Hupehsuchus and evolutionary revelations

Hupehsuchus had a rigid body that caused it to be a slow swimmer, so the reptile likely expanded its throat while swimming to take in big gulps of water, straining out shrimplike prey from the early Triassic oceans. It’s possible that the marine reptile didn’t start out with this ability. Instead, the creature may have evolved over time, developing the adaptive physical traits that enabled filter feeding if the competition level for food was high, according to the study.

The discovery is an example of what scientists call convergent evolution, where similar features evolve independently in different species.

“We were amazed to discover these adaptations in such an early marine reptile,” said lead study author Zichen Fang at the Wuhan Center of China Geological Survey, in a statement. “The hupehsuchians were a unique group in China, close relatives of the ichthyosaurs, and known for 50 years, but their mode of life was not fully understood.”

Whales evolved about 15 million years after dinosaurs went extinct at the end of the Cretaceous Period 66 million years ago. And it took about 17 million years for whales to evolve their filter-feeding adaptations, according to the study.

But this same technique was quickly adapted, within about 5 million years, by marine reptiles that lived much earlier than whales.

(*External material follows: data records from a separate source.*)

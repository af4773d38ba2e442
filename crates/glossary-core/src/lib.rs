//! glossary-core: data model for the cryosphere glossary
//!
//! This crate provides:
//! - [`Entry`], one term with numbered definitions, sources, references,
//!   synonyms and related terms
//! - [`Glossary`], the term-keyed collection and its aggregate document
//! - attribute normalization for heterogeneous input shapes ([`senses`])
//! - the term to filename mapping ([`naming`])
//! - the tabular line parser used for ingestion ([`tabular`])
//! - Markdown page rendering ([`render`])
//!
//! # Usage
//!
//! ```
//! use glossary_core::{DocumentFormat, Entry, Glossary};
//!
//! let mut glossary = Glossary::new("Cryosphere glossary");
//! glossary.add(Entry::new("Firn", "Snow that has survived one melt season.")?)?;
//!
//! let text = glossary.to_document_string(DocumentFormat::Json)?;
//! let reloaded = Glossary::from_document_str(&text, DocumentFormat::Json)?;
//! assert_eq!(reloaded, glossary);
//! assert!(reloaded.find("firn").is_some());
//! # Ok::<(), glossary_core::GlossaryError>(())
//! ```
//!
//! No I/O happens here; reading and writing documents is the job of
//! `glossary-store`.

pub mod entry;
pub mod error;
pub mod format;
pub mod glossary;
pub mod naming;
pub mod render;
pub mod senses;
pub mod tabular;

pub use entry::{Entry, EntryBuilder, EntryRecord};
pub use error::{GlossaryError, GlossaryResult};
pub use format::DocumentFormat;
pub use glossary::{Glossary, GlossaryDocument};
pub use naming::OutputKind;
pub use senses::{SenseInput, Senses};
pub use tabular::{TabularEntry, TabularOptions};
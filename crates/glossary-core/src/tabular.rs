//! Tabular glossary input.
//!
//! Each line holds a term and its definition separated by the first comma.
//! The definition may be wrapped in double quotes and may carry several
//! senses marked `(1) ... (2) ...`:
//!
//! ```text
//! term,definition
//! ablation,"(1) combined processes ... (2) reduction of the water equivalent ..."
//! firn,snow that has survived one melt season
//! ```
//!
//! Every sense is trimmed and sentence-cased: its first letter is
//! capitalized and a period is appended unless it already ends a sentence.

use std::sync::LazyLock;

use regex::Regex;

use crate::entry::Entry;
use crate::error::{GlossaryError, GlossaryResult};
use crate::senses::Senses;

static SENSE_MARKER: LazyLock<Regex> =
    LazyLock::new(|| Regex::new(r"\(\d+\)").expect("sense marker pattern is valid"));

const DELIMITER: char = ',';

/// A parsed line, ready to become an [`Entry`].
#[derive(Debug, Clone, PartialEq, Eq)]
pub struct TabularEntry {
    /// Term as written in the input.
    pub term: String,
    /// Sentence-cased senses, numbered from 1.
    pub definition: Senses,
}

impl TabularEntry {
    /// Builds the entry; the term is normalized by [`Entry`].
    pub fn into_entry(self) -> GlossaryResult<Entry> {
        Entry::new(self.term, self.definition)
    }
}

/// Which leading lines of a tabular file are not entries.
#[derive(Debug, Clone, Copy, PartialEq, Eq)]
pub struct TabularOptions {
    /// Lines skipped before the header (or the first entry).
    pub skip_rows: usize,
    /// Whether the first line after the skipped rows is a header.
    pub has_header: bool,
}

impl Default for TabularOptions {
    fn default() -> Self {
        Self {
            skip_rows: 0,
            has_header: true,
        }
    }
}

/// Parses one line into a term and its numbered definition.
pub fn parse_entry_line(line: &str) -> GlossaryResult<TabularEntry> {
    let line = line.trim();
    let (term, definition) =
        line.split_once(DELIMITER)
            .ok_or_else(|| GlossaryError::MalformedLine {
                line: line.to_owned(),
            })?;

    let term = term.trim();
    if term.is_empty() {
        return Err(GlossaryError::EmptyTerm);
    }

    let definition = split_senses(&unquote(definition.trim()));
    if definition.is_empty() {
        return Err(GlossaryError::MissingDefinition {
            term: term.to_owned(),
        });
    }

    Ok(TabularEntry {
        term: term.to_owned(),
        definition,
    })
}

/// Parses every entry line of a tabular file.
///
/// Blank lines are ignored; the first malformed line aborts parsing.
pub fn parse_lines<I>(lines: I, options: TabularOptions) -> GlossaryResult<Vec<TabularEntry>>
where
    I: IntoIterator,
    I::Item: AsRef<str>,
{
    let header_rows = usize::from(options.has_header);
    lines
        .into_iter()
        .skip(options.skip_rows + header_rows)
        .filter(|line| !line.as_ref().trim().is_empty())
        .map(|line| parse_entry_line(line.as_ref()))
        .collect()
}

/// Splits a definition on `(N)` markers into sentence-cased senses.
pub fn split_senses(text: &str) -> Senses {
    SENSE_MARKER
        .split(text)
        .map(str::trim)
        .filter(|fragment| !fragment.is_empty())
        .map(sentence_case)
        .collect()
}

/// Capitalizes the first letter and makes sure the text ends a sentence.
pub fn sentence_case(fragment: &str) -> String {
    let fragment = fragment.trim();
    let mut chars = fragment.chars();
    let mut sentence: String = match chars.next() {
        Some(first) => first.to_uppercase().chain(chars).collect(),
        None => return String::new(),
    };
    if !sentence.ends_with(['.', '!', '?']) {
        sentence.push('.');
    }
    sentence
}

/// Removes one pair of surrounding double quotes, unescaping `""`.
fn unquote(field: &str) -> String {
    match field
        .strip_prefix('"')
        .and_then(|inner| inner.strip_suffix('"'))
    {
        Some(inner) => inner.replace("\"\"", "\""),
        None => field.to_owned(),
    }
}
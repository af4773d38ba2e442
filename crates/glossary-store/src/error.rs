//! Error types for the storage layer.

use std::path::{Path, PathBuf};

use glossary_core::GlossaryError;
use thiserror::Error;

/// Result type alias for store operations.
pub type StoreResult<T> = Result<T, StoreError>;

/// Errors that can occur during storage operations.
#[derive(Debug, Error)]
pub enum StoreError {
    /// Reading or writing a path failed.
    #[error("i/o error at {}: {source}", .path.display())]
    Io {
        path: PathBuf,
        #[source]
        source: std::io::Error,
    },

    /// A destination directory does not exist and may not be created.
    #[error("directory does not exist: {}", .0.display())]
    MissingDirectory(PathBuf),

    /// A document is not valid UTF-8.
    #[error("document is not valid UTF-8: {}", .path.display())]
    InvalidUtf8 { path: PathBuf },

    /// A document was read but its content is invalid.
    #[error("invalid document {}: {source}", .path.display())]
    Document {
        path: PathBuf,
        #[source]
        source: GlossaryError,
    },

    /// No document format is associated with the path's extension.
    #[error("cannot infer document format from {}", .0.display())]
    UnknownFormat(PathBuf),

    /// Data model error raised before any I/O (naming, collisions).
    #[error(transparent)]
    Glossary(#[from] GlossaryError),
}

impl StoreError {
    /// Wraps an I/O error with the path it happened at.
    pub fn io(path: impl AsRef<Path>, source: std::io::Error) -> Self {
        Self::Io {
            path: path.as_ref().to_path_buf(),
            source,
        }
    }

    /// Wraps a data model error with the document it came from.
    pub fn document(path: impl AsRef<Path>, source: GlossaryError) -> Self {
        Self::Document {
            path: path.as_ref().to_path_buf(),
            source,
        }
    }
}
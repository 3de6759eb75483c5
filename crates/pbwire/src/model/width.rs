//! Integer-width strategy for platform-native integer fields.

use std::fmt;

/// How `isize`/`usize` fields map onto the wire.
///
/// Resolved once at `Encoder`/`Decoder` construction; consulted on every
/// platform-width integer field thereafter.
#[derive(Debug, Clone, Copy, PartialEq, Eq, Default)]
pub enum IntWidth {
    /// Treat native integer fields as 32-bit wire values.
    ThirtyTwo,
    /// Treat native integer fields as 64-bit wire values.
    SixtyFour,
    /// Resolve to the host platform's pointer width at construction time.
    #[default]
    Native,
}

impl IntWidth {
    /// Resolves the strategy to a concrete wire width.
    pub fn resolve(self) -> ResolvedWidth {
        match self {
            IntWidth::ThirtyTwo => ResolvedWidth::W32,
            IntWidth::SixtyFour => ResolvedWidth::W64,
            IntWidth::Native => {
                if cfg!(target_pointer_width = "64") {
                    ResolvedWidth::W64
                } else {
                    ResolvedWidth::W32
                }
            }
        }
    }
}

/// A concrete 32- or 64-bit wire width.
#[derive(Debug, Clone, Copy, PartialEq, Eq)]
pub enum ResolvedWidth {
    W32,
    W64,
}

impl ResolvedWidth {
    /// Returns true if a signed value fits this width.
    pub fn fits_signed(self, value: i64) -> bool {
        match self {
            ResolvedWidth::W32 => i32::try_from(value).is_ok(),
            ResolvedWidth::W64 => true,
        }
    }

    /// Returns true if an unsigned value fits this width.
    pub fn fits_unsigned(self, value: u64) -> bool {
        match self {
            ResolvedWidth::W32 => u32::try_from(value).is_ok(),
            ResolvedWidth::W64 => true,
        }
    }
}

impl fmt::Display for ResolvedWidth {
    fn fmt(&self, f: &mut fmt::Formatter<'_>) -> fmt::Result {
        match self {
            ResolvedWidth::W32 => f.write_str("32-bit"),
            ResolvedWidth::W64 => f.write_str("64-bit"),
        }
    }
}

#[cfg(test)]
mod tests {
    use super::*;

    #[test]
    fn test_resolve() {
        assert_eq!(IntWidth::ThirtyTwo.resolve(), ResolvedWidth::W32);
        assert_eq!(IntWidth::SixtyFour.resolve(), ResolvedWidth::W64);
        let native = IntWidth::Native.resolve();
        if cfg!(target_pointer_width = "64") {
            assert_eq!(native, ResolvedWidth::W64);
        } else {
            assert_eq!(native, ResolvedWidth::W32);
        }
    }

    #[test]
    fn test_fits() {
        assert!(ResolvedWidth::W32.fits_signed(i32::MAX as i64));
        assert!(ResolvedWidth::W32.fits_signed(i32::MIN as i64));
        assert!(!ResolvedWidth::W32.fits_signed(i32::MAX as i64 + 1));
        assert!(!ResolvedWidth::W32.fits_signed(i32::MIN as i64 - 1));
        assert!(ResolvedWidth::W64.fits_signed(i64::MIN));

        assert!(ResolvedWidth::W32.fits_unsigned(u32::MAX as u64));
        assert!(!ResolvedWidth::W32.fits_unsigned(u32::MAX as u64 + 1));
        assert!(ResolvedWidth::W64.fits_unsigned(u64::MAX));
    }
}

“The hupesuchians lived in the Early Triassic, about 248 million years ago, in China and they were part of a huge and rapid re-population of the oceans,” said study coauthor Michael Benton, professor of vertebrate palaeontology in the University of Bristol’s School of Earth Sciences, in a statement. “This was a time of turmoil, only three million years after the huge end-Permian mass extinction which had wiped out most of life. It’s been amazing to discover how fast these large marine reptiles came on the scene and entirely changed marine ecosystems of the time.”